Inventor(s):     MACDONNELL FREDERICK / DENNIS BRIAN / BILLO RICHARD / PRIEST JOHN
Applicant(s):     UNIV TEXAS
 
Also published as: WO2014149156 / CA2907122 / U2014238435

Methods for the conversion of lignites, subbituminous coals and other carbonaceous feedstocks into synthetic oils, including oils with properties similar to light weight sweet crude oil using a solvent derived from hydrogenating oil produced by pyrolyzing lignite are set forth herein. Such methods may be conducted, for example, under mild operating conditions with a low cost stoichiometric co-reagent and/or a disposable conversion agent.

BACKGROUND OF THE INVENTION

[0003] The present disclosure relates generally to the field of hydrocarbon synthesis. More particularly, but not exclusively, it relates to processes for the liquefaction of carbonaceous feedstocks, including lignite and coal.

[0004] Coal liquefaction is the process of producing synthetic liquid fuels from coal and other carbonaceous feedstocks. Such processes have been generally known for nearly 90 years. See, for example, Coliquefaction Studies of Waste Polymers and Lignite Influenced by Acidic and Oil-Soluble Catalysts (Gimouhopoulos et al., 2000); Influence of Heterogeneous Catalysts on the Coprocessing of Bergueda Lignite with a Vacuum Residue (Bengoa et al., 1997); Coprocessing of Bergueda Lignite with Vacuum Residue under Increasing Hydrogen Pressure. Comparison with Hydrotreating (Bengoa et al., 1995); Influence of Fe and FeMo High Loading Supported Catalysts on the Coprocessing of two Spanish Lignites with a Vacuum Residue (Font et al., 1994); Study of Iron-Based Complex Catalysts For Coal Liquefaction (Sun et al, 1989); Evaluation of the Hydroliquefaction Potential of Chinese Coals: Three Case Studies (Gao et al., 1989); Catalytic Conversions of Kansk-Achinsk Lignite to Synthetic Fuels and Chemicals (Kuznetsov et al., 1988); Hydrogenation of Lignite by Synthesis Gas (Kuznetsov et al., 1988); Function of Metal Oxide and Complex Oxide Catalysts for Hydrocracking of Coal (Tanabe et al., 1986); Catalytic Functions of Iron Catalysts for Hydrocracking of Carbon-Carbon and Carbon-Oxygen Bonds (Hattori et al., 1985); U.S. Pat. No. 5,509,945; U.S. Pat. No. 5,200,063; U.S. Pat. No. 5,071,540; U.S. Pat. No. 5,026,475; U.S. Pat. No. 4,853,111; U.S. Pat. No. 4,842,719; U.S. Pat. No. 4,839,030; U.S. Pat. No. 4,816,141; U.S. Pat. No. 4,728,418; U.S. Pat. No. 4,459,138; U.S. Pat. No. 4,385,042; U.S. Pat. No. 4,383,094; U.S. Pat. No. 4,356,079; U.S. Pat. No. 4,334,977; U.S. Pat. No. 4,332,666; U.S. Pat. No. 4,325,801; U.S. Pat.
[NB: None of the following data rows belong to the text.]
/// Run one call between `acquire` and `release`. `release` runs whether the
/// call succeeds, fails or times out.
async fn run_scoped(
    session: &mut dyn HandlerSession,
    call: ScopedCall<'_>,
    timeout: Option<Duration>,
) -> Result<Option<Reply>, HandlerError> {
    session.acquire().await?;

    let result = {
        let work = async {
            match call {
                ScopedCall::Invoke(prompt) => session.invoke(prompt).await.map(Some),
                ScopedCall::HandOff(context) => session.hand_off(context).await.map(|()| None),
            }
        };
        match timeout {
            Some(limit) => tokio::time::timeout(limit, work)
                .await
                .unwrap_or_else(|_| Err(HandlerError::timeout(limit))),
            None => work.await,
        }
    };

    session.release().await;
    result
}

fn degraded_response(error: &HandlerError) -> String {
    format!(
        "I encountered an error while processing your request. Error: {}\n\n\
         Please try rephrasing your request, or type 'restart' to start fresh.",
        error.message
    )
}

// ============================================================================
// Status
// ============================================================================

#[derive(Debug, Clone, Serialize)]
pub struct StatusReport {
    pub state: &'static str,
    /// 1-based position in the workflow
    pub number: usize,
    pub description: &'static str,
    pub completion_criteria: &'static str,
    pub complete: bool,
    pub next_states: Vec<&'static str>,
    pub state_data: StateData,
    pub history_len: usize,
    pub session_id: Option<String>,
    pub snapshot: String,
}

impl fmt::Display for StatusReport {
    fn fmt(&self, f: &mut fmt::Formatter<'_>) -> fmt::Result {
        writeln!(f, "Current State: {} (State-{})", self.state, self.number)?;
        writeln!(f, "Description: {}", self.description)?;
        writeln!(f, "Completion Criteria: {}", self.completion_criteria)?;
        writeln!(f, "Complete: {}", if self.complete { "yes" } else { "no" })?;
        if self.next_states.is_empty() {
            writeln!(f, "Next States: None")?;
        } else {
            writeln!(f, "Next States: {}", self.next_states.join(", "))?;
        }
        let data = serde_json::to_string(&self.state_data).map_err(|_| fmt::Error)?;
        writeln!(f, "State Data: {data}")?;
        writeln!(f, "History: {} turns", self.history_len)?;
        match &self.session_id {
            Some(id) => writeln!(f, "Session: {id}")?,
            None => writeln!(f, "Session: none")?,
        }
        write!(f, "Snapshot: {}", self.snapshot)
    }
}
// SPDX-License-Identifier: AGPL-3.0-or-later
//! Error types for habiscan I/O and computation.
//!
//! All parser and algorithm errors use [`Error`], with variants for each
//! failure mode. No external error crates — zero-dependency error type.

use std::fmt;
use std::path::PathBuf;

/// Errors produced by habiscan parsers and algorithms.
#[derive(Debug)]
pub enum Error {
    /// File I/O error with path context.
    Io {
        /// Path that caused the error.
        path: PathBuf,
        /// Underlying I/O error.
        source: std::io::Error,
    },
    /// Parameter-row parsing error (bad float, wrong column count).
    Params(String),
    /// Invalid input parameters (dimensions, ranges, constraints).
    InvalidInput(String),
}

/// Result type alias for habiscan operations.
pub type Result<T> = std::result::Result<T, Error>;

impl fmt::Display for Error {
    fn fmt(&self, f: &mut fmt::Formatter<'_>) -> fmt::Result {
        match self {
            Self::Io { path, source } => write!(f, "{}: {source}", path.display()),
            Self::Params(msg) => write!(f, "parameter parse error: {msg}"),
            Self::InvalidInput(msg) => write!(f, "invalid input: {msg}"),
        }
    }
}

impl std::error::Error for Error {
    fn source(&self) -> Option<&(dyn std::error::Error + 'static)> {
        match self {
            Self::Io { source, .. } => Some(source),
            Self::Params(_) | Self::InvalidInput(_) => None,
        }
    }
}

#[cfg(test)]
mod tests {
    use super::*;

    #[test]
    fn display_io_error() {
        let err = Error::Io {
            path: PathBuf::from("params/system_single.txt"),
            source: std::io::Error::new(std::io::ErrorKind::NotFound, "no such file"),
        };
        let msg = err.to_string();
        assert!(msg.contains("system_single.txt"), "got: {msg}");
        assert!(msg.contains("no such file"), "got: {msg}");
    }

    #[test]
    fn display_params_error() {
        let err = Error::Params("row 3: expected 9 values, found 8".to_string());
        assert!(err.to_string().contains("expected 9 values"));
    }

    #[test]
    fn source_chains_io() {
        let err = Error::Io {
            path: PathBuf::from("x"),
            source: std::io::Error::new(std::io::ErrorKind::Other, "inner"),
        };
        assert!(std::error::Error::source(&err).is_some());
        let err = Error::InvalidInput("n/a".to_string());
        assert!(std::error::Error::source(&err).is_none());
    }
}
No. 4,311,578; U.S. Pat. No. 4,303,494; U.S. Pat. No. 4,300,996; US 20080011643; US 20060032788; and US 20020179493. Processes using hydrogenated coal tar distallate as the solvent have been demonstrated. See, for example, Neavel et al. (1981) and Mitchell et al. (1979).

SUMMARY OF THE INVENTION

[0005] This disclosure includes methods for the manufacture of synthetic oil (synoil), including processes for the liquefaction of lignite, coal and other carbonaceous feedstocks. In one aspect, methods for the preparation of synoil are disclosed that comprise mixing carbonaceous feedstocks with slurry oils to generate slurries; contacting the slurries with iron-containing conversion agents to generate a slurry-agent mixtures; reacting the slurry-agent mixtures at a hydrogen pressure of from 700 psi to 1,200 psi and a temperature of from 280° C. to 450° C. to generate reaction-product mixtures, whereby some or all of the carbonaceous feedstocks are converted into synoils; and separating solids from the reaction-product mixtures to form a synoil.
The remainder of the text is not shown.